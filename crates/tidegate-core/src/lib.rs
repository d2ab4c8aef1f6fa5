//! tidegate-core — shared data model for the tidegate autoscaler.
//!
//! Holds the types every other crate speaks in: metrics snapshots,
//! audit decisions, the status view, and the validated `ScalerConfig`.
//!
//! # Configuration
//!
//! ```text
//! env (TARGET_NAMESPACE, MIN_REPLICAS, COOLDOWN, ...)
//!   └─ overrides tidegate.toml ([target], [scaling])
//!        └─ overrides built-in defaults
//! ```

pub mod config;
pub mod error;
pub mod types;

pub use config::{ConfigFile, ScalerConfig};
pub use error::{ConfigError, ConfigResult};
pub use types::*;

════════════════════

Your answer must be an exact transcription of every record above.

filename crates/tidegate-core/src/lib.rs
repository d2ab4c8aef1f6fa5
//! tidegate-core — shared data model for the tidegate autoscaler.
//!
//! Holds the types every other crate speaks in: metrics snapshots,
//! audit decisions, the status view, and the validated `ScalerConfig`.
//!
//! # Configuration
//!
//! ```text
//! env (TARGET_NAMESPACE, MIN_REPLICAS, COOLDOWN, ...)
//!   └─ overrides tidegate.toml ([target], [scaling])
//!        └─ overrides built-in defaults
//! ```

pub mod config;
pub mod error;
pub mod types;

pub use config::{ConfigFile, ScalerConfig};
pub use error::{ConfigError, ConfigResult};
pub use types::*;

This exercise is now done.